Problem requirements: Scan the material for the string "objectType" and copy out every line in which it occurs.
----- Data -----
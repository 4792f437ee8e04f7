use fedreg::{
    core::association::{ASSOCIATION_OBJECT_TYPE, RELATED_TO},
    node::{NODE_ID, TEMP_ID},
    prelude::*,
    schema::{
        federation::{CONTENT_OBJECT_TYPE, NODE_OBJECT_TYPE, SERVICE_OBJECT_TYPE},
        types::SLOT_TYPE_POINT,
    },
};
use pretty_assertions::assert_eq;
use serde_json::{Value, json};

fn node_record() -> Value {
    json!({
        "id": "urn:registry:node:1",
        "objectType": NODE_OBJECT_TYPE,
        "RegistryObjectList": {
            "ExtrinsicObject": [
                {
                    "id": NODE_ID,
                    "objectType": NODE_OBJECT_TYPE,
                    "Name": "Acme Node",
                    "VersionInfo": "2.1",
                    "Slot": [
                        {"slotType": "xs:dateTime", "name": "liveDate", "value": ["2020-01-01T00:00Z"]},
                        {"slotType": SLOT_TYPE_POINT, "name": "location", "value": {"Point": {"pos": "38.9 -77.0"}}},
                        {"slotType": "xs:string", "name": "favoriteColor", "value": ["blue"]},
                    ],
                },
                {
                    "id": "c1",
                    "objectType": CONTENT_OBJECT_TYPE,
                    "Name": "Imagery",
                    "Slot": [{"slotType": "xs:decimal", "name": "recordCount", "value": ["12"]}],
                },
            ],
            "Service": [{
                "id": "s1",
                "objectType": SERVICE_OBJECT_TYPE,
                "Name": "Catalog",
                "ServiceBinding": [{
                    "id": "b1",
                    "Name": "CSW",
                    "VersionInfo": "2.0.2",
                    "Slot": [{"slotType": "xs:string", "name": "bindingType", "value": ["csw"]}],
                }],
            }],
            "Organization": [{
                "id": "o1",
                "Name": "Acme Corp",
                "Address": [{"id": "a1", "street": "1 Main St", "city": "Springfield"}],
                "TelephoneNumber": [],
                "EmailAddress": [{"id": "e1", "type": "work", "address": "ops@acme.test"}],
            }],
            "Person": [{
                "id": "p1",
                "Name": "Lead",
                "PersonName": {"id": "pn1", "firstName": "Ada", "lastName": "Lovelace"},
                "Address": [],
                "TelephoneNumber": [],
                "EmailAddress": [],
            }],
            "Association": [{
                "id": "l1",
                "objectType": ASSOCIATION_OBJECT_TYPE,
                "associationType": RELATED_TO,
                "sourceObject": "s1",
                "targetObject": "o1",
            }],
        },
    })
}

fn config() -> EditorConfig {
    EditorConfig::from_toml_str(
        r#"
        [ids]
        prefix = "t-"
        generator = "counter"
        "#,
    )
    .expect("valid config")
}

#[test]
fn saving_an_unedited_record_reproduces_it() {
    let mut editor = NodeEditor::open(node_record(), &config());

    let first = editor.save();
    assert_eq!(first, node_record());

    let second = editor.save();
    assert_eq!(
        serde_json::to_string(&first).expect("serialize"),
        serde_json::to_string(&second).expect("serialize")
    );
}

#[test]
fn sections_split_the_object_list() {
    let editor = NodeEditor::open(node_record(), &config());

    let general = editor.section(Section::General);
    assert_eq!(general.segments().len(), 1);
    assert_eq!(general.segments()[0].segment_id, NODE_ID);

    let content = editor.section(Section::Content);
    assert_eq!(content.segments()[0].segment_id, "c1");
    assert_eq!(content.segments()[0].construct_title(), "Imagery");

    let contact = &editor.section(Section::Contacts).segments()[0];
    assert_eq!(contact.construct_title(), "Ada Lovelace [ Lead ]");
}

#[test]
fn loaded_segments_are_offered_as_link_targets() {
    let editor = NodeEditor::open(node_record(), &config());
    let links = editor.tree().links();

    let mut offered: Vec<_> = links
        .available_targets("s1")
        .into_iter()
        .map(|t| t.segment_id)
        .collect();
    offered.sort();

    // o1 is already linked from s1
    assert_eq!(offered, vec!["b1", "c1", "p1", NODE_ID]);
    assert_eq!(links.links_for("s1").len(), 1);
}

#[test]
fn removing_a_linked_segment_drops_its_association() {
    let mut editor = NodeEditor::open(node_record(), &config());

    editor
        .tree_mut()
        .remove_segment("o1")
        .expect("organization exists");
    let record = editor.save();

    assert_eq!(record["RegistryObjectList"]["Organization"], json!([]));
    assert_eq!(record["RegistryObjectList"]["Association"], json!([]));
}

#[test]
fn new_links_are_written_as_associations() {
    let mut editor = NodeEditor::open(node_record(), &config());

    assert!(editor.link("p1", "o1"));
    assert!(!editor.link("p1", "o1"));

    let record = editor.save();
    let associations = record["RegistryObjectList"]["Association"]
        .as_array()
        .expect("association array");

    assert_eq!(associations.len(), 2);
    assert_eq!(associations[1]["sourceObject"], json!("p1"));
    assert_eq!(associations[1]["targetObject"], json!("o1"));
    assert_eq!(associations[1]["associationType"], json!(RELATED_TO));
}

#[test]
fn new_record_is_created_and_takes_the_store_id() {
    let mut store = MemoryStore::new();
    let mut editor = NodeEditor::open(json!({}), &config());
    assert_eq!(editor.id(), TEMP_ID);

    let general = editor.section(Section::General).segments()[0]
        .segment_id
        .clone();
    editor
        .tree_mut()
        .find_mut(&general)
        .and_then(|node| node.get_field_mut("Name"))
        .expect("node name field")
        .set_value("Fresh Node");

    let id = editor.commit(&mut store).expect("commit");

    assert_eq!(id, "urn:registry:record:1");
    assert_eq!(editor.id(), id);
    assert!(!editor.is_new());

    let stored = store.get(&id).expect("stored record");
    assert_eq!(stored["id"], json!(id));
    assert_eq!(
        stored["RegistryObjectList"]["ExtrinsicObject"][0]["Name"],
        json!("Fresh Node")
    );

    // a second commit updates in place
    editor.commit(&mut store).expect("update");
    assert_eq!(store.len(), 1);
}

#[test]
fn invalid_tree_blocks_commit() {
    let mut store = MemoryStore::new();
    let mut editor = NodeEditor::open(json!({}), &config());

    let err = editor.commit(&mut store).expect_err("node name is required");

    assert!(matches!(err, Error::ValidateError(_)));
    assert!(store.is_empty());
    assert!(editor.is_new());
}

#[test]
fn validation_can_be_made_advisory() {
    let config = EditorConfig::from_toml_str("[validation]\nblock_save_on_error = false\n")
        .expect("valid config");
    let mut store = MemoryStore::new();
    let mut editor = NodeEditor::open(json!({}), &config);

    editor.commit(&mut store).expect("commit despite missing name");

    assert_eq!(store.len(), 1);
}

#[test]
fn unreachable_store_cannot_be_loaded_from() {
    let mut store = MemoryStore::new().with_record("urn:registry:node:1", node_record());
    store.interrupt("maintenance");

    let err = NodeEditor::load(&store, "urn:registry:node:1", &config()).err();

    assert!(matches!(
        err,
        Some(Error::StoreError(StoreError::Unavailable { .. }))
    ));
}

#[test]
fn failed_update_leaves_the_editor_intact() {
    let mut store = MemoryStore::new().with_record("urn:registry:node:1", node_record());
    let mut editor =
        NodeEditor::load(&store, "urn:registry:node:1", &config()).expect("record exists");

    editor
        .tree_mut()
        .find_mut("s1")
        .and_then(|node| node.get_field_mut("Name"))
        .expect("service name")
        .set_value("Catalog v2");

    store.interrupt("maintenance");
    let err = editor.commit(&mut store).expect_err("store is down");
    assert!(matches!(err, Error::StoreError(StoreError::Unavailable { .. })));
    assert_eq!(
        store.get("urn:registry:node:1"),
        Some(&node_record())
    );

    store.restore();
    let id = editor.commit(&mut store).expect("retry succeeds");
    assert_eq!(id, "urn:registry:node:1");

    let stored = store.get(&id).expect("stored record");
    assert_eq!(
        stored["RegistryObjectList"]["Service"][0]["Name"],
        json!("Catalog v2")
    );
}

#[test]
fn delete_forwards_to_the_store() {
    let mut store = MemoryStore::new()
        .with_record("a", json!({}))
        .with_record("b", json!({}));

    NodeEditor::delete(&mut store, &["a".to_string()]).expect("delete");
    assert_eq!(store.len(), 1);

    let err = NodeEditor::delete(&mut store, &["a".to_string()]).expect_err("already gone");
    assert!(matches!(
        err,
        Error::StoreError(StoreError::NotFound { .. })
    ));
}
-----
Response for this exercise:
        "objectType": NODE_OBJECT_TYPE,
                    "objectType": NODE_OBJECT_TYPE,
                    "objectType": CONTENT_OBJECT_TYPE,
                "objectType": SERVICE_OBJECT_TYPE,
                "objectType": ASSOCIATION_OBJECT_TYPE,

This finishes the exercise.